[Start of section]

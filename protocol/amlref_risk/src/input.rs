// Assessment input: one payload shape per treatment stage

use amlref_types::{RiskLevel, TreatmentStage};
use serde::{Deserialize, Serialize};

/// WT1 response as it was recorded.
#[derive(Debug, Clone, Copy, PartialEq, Serialize, Deserialize)]
#[serde(rename_all = "snake_case")]
pub enum Wt1Response {
    /// A log reduction entered directly.
    LogReduction(f64),
    /// Expression percentages; the reduction is computed from them.
    Transcripts {
        previous: Option<f64>,
        current: Option<f64>,
    },
}

/// Response measurements taken after a treatment course. `None` means not measured.
#[derive(Debug, Clone, Copy, Default, PartialEq, Serialize, Deserialize)]
pub struct ResponseMeasurements {
    pub mrd_percent: Option<f64>,
    pub wt1: Option<Wt1Response>,
}

impl ResponseMeasurements {
    pub fn new(mrd_percent: Option<f64>, wt1: Option<Wt1Response>) -> Self {
        Self { mrd_percent, wt1 }
    }

    pub fn with_wt1_log(mrd_percent: Option<f64>, wt1_log_reduction: Option<f64>) -> Self {
        Self {
            mrd_percent,
            wt1: wt1_log_reduction.map(Wt1Response::LogReduction),
        }
    }

    pub fn with_transcripts(
        mrd_percent: Option<f64>,
        previous: Option<f64>,
        current: Option<f64>,
    ) -> Self {
        Self {
            mrd_percent,
            wt1: Some(Wt1Response::Transcripts { previous, current }),
        }
    }
}

/// Stage-specific data. Only the fields that the stage's rule reads exist.
#[derive(Debug, Clone, Copy, PartialEq, Serialize, Deserialize)]
#[serde(tag = "stage", rename_all = "snake_case")]
pub enum StageAssessment {
    Initial {
        /// Presenting white cell count, ×10⁹/L.
        wbc: Option<f64>,
    },
    PostInduction {
        complete_remission: bool,
        #[serde(flatten)]
        response: ResponseMeasurements,
    },
    PostConsolidation1 {
        #[serde(flatten)]
        response: ResponseMeasurements,
    },
}

impl StageAssessment {
    pub fn stage(&self) -> TreatmentStage {
        match self {
            StageAssessment::Initial { .. } => TreatmentStage::Initial,
            StageAssessment::PostInduction { .. } => TreatmentStage::PostInduction,
            StageAssessment::PostConsolidation1 { .. } => TreatmentStage::PostConsolidation1,
        }
    }
}

/// Everything one classification run needs.
#[derive(Debug, Clone, Copy, PartialEq, Serialize, Deserialize)]
pub struct AssessmentInput {
    /// Tier of the selected genetic abnormality.
    pub baseline: RiskLevel,
    #[serde(flatten)]
    pub stage: StageAssessment,
}

impl AssessmentInput {
    pub fn initial(baseline: RiskLevel, wbc: Option<f64>) -> Self {
        Self {
            baseline,
            stage: StageAssessment::Initial { wbc },
        }
    }

    pub fn post_induction(
        baseline: RiskLevel,
        complete_remission: bool,
        response: ResponseMeasurements,
    ) -> Self {
        Self {
            baseline,
            stage: StageAssessment::PostInduction {
                complete_remission,
                response,
            },
        }
    }

    pub fn post_consolidation1(baseline: RiskLevel, response: ResponseMeasurements) -> Self {
        Self {
            baseline,
            stage: StageAssessment::PostConsolidation1 { response },
        }
    }
}
// Tool configuration: defaults, optional amlref.toml, then environment overrides

use std::fmt;
use std::fs;
use std::path::{Path, PathBuf};
use std::str::FromStr;

use amlref_kinetics::{Wt1Calculator, ZeroReadingPolicy, DEFAULT_ZERO_FLOOR_PERCENT};
use amlref_risk::RiskClassifier;
use serde::{Deserialize, Serialize};
use thiserror::Error;

pub const ENV_CONFIG_PATH: &str = "AMLREF_CONFIG";
pub const DEFAULT_CONFIG_FILE: &str = "amlref.toml";

const ENV_WT1_ZERO_POLICY: &str = "AMLREF_WT1_ZERO_POLICY";
const ENV_WT1_FLOOR: &str = "AMLREF_WT1_FLOOR";
const ENV_OUTPUT: &str = "AMLREF_OUTPUT";

#[derive(Debug, Error)]
pub enum ConfigError {
    #[error("failed to read '{}': {source}", .path.display())]
    Io {
        path: PathBuf,
        #[source]
        source: std::io::Error,
    },
    #[error("invalid config '{}': {source}", .path.display())]
    Parse {
        path: PathBuf,
        #[source]
        source: toml::de::Error,
    },
    #[error("invalid value for {key}: {message}")]
    InvalidValue { key: &'static str, message: String },
    #[error("failed to render config: {0}")]
    Render(#[from] toml::ser::Error),
}

#[derive(Debug, Clone, Copy, Default, PartialEq, Eq, Serialize, Deserialize)]
#[serde(rename_all = "lowercase")]
pub enum OutputFormat {
    #[default]
    Text,
    Json,
}

impl fmt::Display for OutputFormat {
    fn fmt(&self, f: &mut fmt::Formatter<'_>) -> fmt::Result {
        match self {
            OutputFormat::Text => f.write_str("text"),
            OutputFormat::Json => f.write_str("json"),
        }
    }
}

impl FromStr for OutputFormat {
    type Err = String;

    fn from_str(s: &str) -> Result<Self, Self::Err> {
        match s.trim().to_ascii_lowercase().as_str() {
            "text" => Ok(OutputFormat::Text),
            "json" => Ok(OutputFormat::Json),
            other => Err(format!("unknown output format '{other}' (expected 'text' or 'json')")),
        }
    }
}

#[derive(Debug, Clone, PartialEq, Serialize, Deserialize)]
#[serde(default, deny_unknown_fields)]
pub struct Wt1Config {
    /// Handling of a current WT1 reading of zero or below.
    pub zero_policy: ZeroReadingPolicy,
    /// Percentage substituted for such a reading under the `floor` policy.
    pub floor_percent: f64,
}

impl Default for Wt1Config {
    fn default() -> Self {
        Self {
            zero_policy: ZeroReadingPolicy::Floor,
            floor_percent: DEFAULT_ZERO_FLOOR_PERCENT,
        }
    }
}

#[derive(Debug, Clone, Default, PartialEq, Serialize, Deserialize)]
#[serde(default, deny_unknown_fields)]
pub struct OutputConfig {
    pub format: OutputFormat,
}

#[derive(Debug, Clone, Default, PartialEq, Serialize, Deserialize)]
#[serde(default, deny_unknown_fields)]
pub struct Config {
    pub wt1: Wt1Config,
    pub output: OutputConfig,
}

impl Config {
    /// Load the effective configuration.
    ///
    /// The file is `explicit` if given, else `$AMLREF_CONFIG`, else
    /// `./amlref.toml` when it exists. Environment overrides are applied last.
    pub fn load(explicit: Option<&Path>) -> Result<Self, ConfigError> {
        Self::load_with(explicit, |key| std::env::var(key).ok())
    }

    /// [`Config::load`] with an injectable environment lookup.
    pub fn load_with<F>(explicit: Option<&Path>, env: F) -> Result<Self, ConfigError>
    where
        F: Fn(&str) -> Option<String>,
    {
        let path = match explicit {
            Some(p) => Some(p.to_path_buf()),
            None => env(ENV_CONFIG_PATH).map(PathBuf::from).or_else(|| {
                let p = PathBuf::from(DEFAULT_CONFIG_FILE);
                p.exists().then_some(p)
            }),
        };

        let mut config = match path {
            Some(p) => {
                log::info!("loading configuration from '{}'", p.display());
                Self::from_file(&p)?
            }
            None => {
                log::debug!("no configuration file; using defaults");
                Self::default()
            }
        };
        config.apply_env(env)?;
        config.validate()?;
        Ok(config)
    }

    pub fn from_file(path: &Path) -> Result<Self, ConfigError> {
        let text = fs::read_to_string(path).map_err(|source| ConfigError::Io {
            path: path.to_path_buf(),
            source,
        })?;
        toml::from_str::<Config>(&text).map_err(|source| ConfigError::Parse {
            path: path.to_path_buf(),
            source,
        })
    }

    /// Apply `AMLREF_WT1_ZERO_POLICY`, `AMLREF_WT1_FLOOR` and `AMLREF_OUTPUT`.
    pub fn apply_env<F>(&mut self, env: F) -> Result<(), ConfigError>
    where
        F: Fn(&str) -> Option<String>,
    {
        if let Some(v) = env(ENV_WT1_ZERO_POLICY) {
            self.wt1.zero_policy = v.parse().map_err(|message| ConfigError::InvalidValue {
                key: ENV_WT1_ZERO_POLICY,
                message,
            })?;
        }
        if let Some(v) = env(ENV_WT1_FLOOR) {
            self.wt1.floor_percent =
                v.trim()
                    .parse::<f64>()
                    .map_err(|e| ConfigError::InvalidValue {
                        key: ENV_WT1_FLOOR,
                        message: format!("'{v}': {e}"),
                    })?;
        }
        if let Some(v) = env(ENV_OUTPUT) {
            self.output.format = v.parse().map_err(|message| ConfigError::InvalidValue {
                key: ENV_OUTPUT,
                message,
            })?;
        }
        Ok(())
    }

    pub fn validate(&self) -> Result<(), ConfigError> {
        let floor = self.wt1.floor_percent;
        if !floor.is_finite() || floor <= 0.0 {
            return Err(ConfigError::InvalidValue {
                key: "wt1.floor_percent",
                message: format!("{floor} must be a finite number greater than 0"),
            });
        }
        Ok(())
    }

    pub fn wt1_calculator(&self) -> Wt1Calculator {
        Wt1Calculator::new(self.wt1.zero_policy, self.wt1.floor_percent)
    }

    pub fn classifier(&self) -> RiskClassifier {
        RiskClassifier::new(self.wt1_calculator())
    }

    pub fn to_toml(&self) -> Result<String, ConfigError> {
        Ok(toml::to_string_pretty(self)?)
    }
}

/// Commented starting point written by `amlref config init`.
pub fn default_config_text() -> String {
    let mut out = String::new();
    out.push_str("# amlref configuration\n\n");
    out.push_str("[wt1]\n");
    out.push_str("# How a current WT1 reading of 0 (undetectable) is handled:\n");
    out.push_str("#   \"floor\"  - substitute floor_percent and compute the reduction\n");
    out.push_str("#   \"reject\" - treat the reduction as undetermined\n");
    out.push_str("zero_policy = \"floor\"\n");
    out.push_str(&format!("floor_percent = {DEFAULT_ZERO_FLOOR_PERCENT:e}\n"));
    out.push_str("\n[output]\n");
    out.push_str("# \"text\" or \"json\"\n");
    out.push_str("format = \"text\"\n");
    out
}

[End of section]

Problem details ::
The lines from the start of the entries above through the line containing "reduction entered directly." are the ones to return, please; copy them exactly and include both ends.

Task answer ::
filename protocol/amlref_risk/src/input.rs
// Assessment input: one payload shape per treatment stage

use amlref_types::{RiskLevel, TreatmentStage};
use serde::{Deserialize, Serialize};

/// WT1 response as it was recorded.
#[derive(Debug, Clone, Copy, PartialEq, Serialize, Deserialize)]
#[serde(rename_all = "snake_case")]
pub enum Wt1Response {
    /// A log reduction entered directly.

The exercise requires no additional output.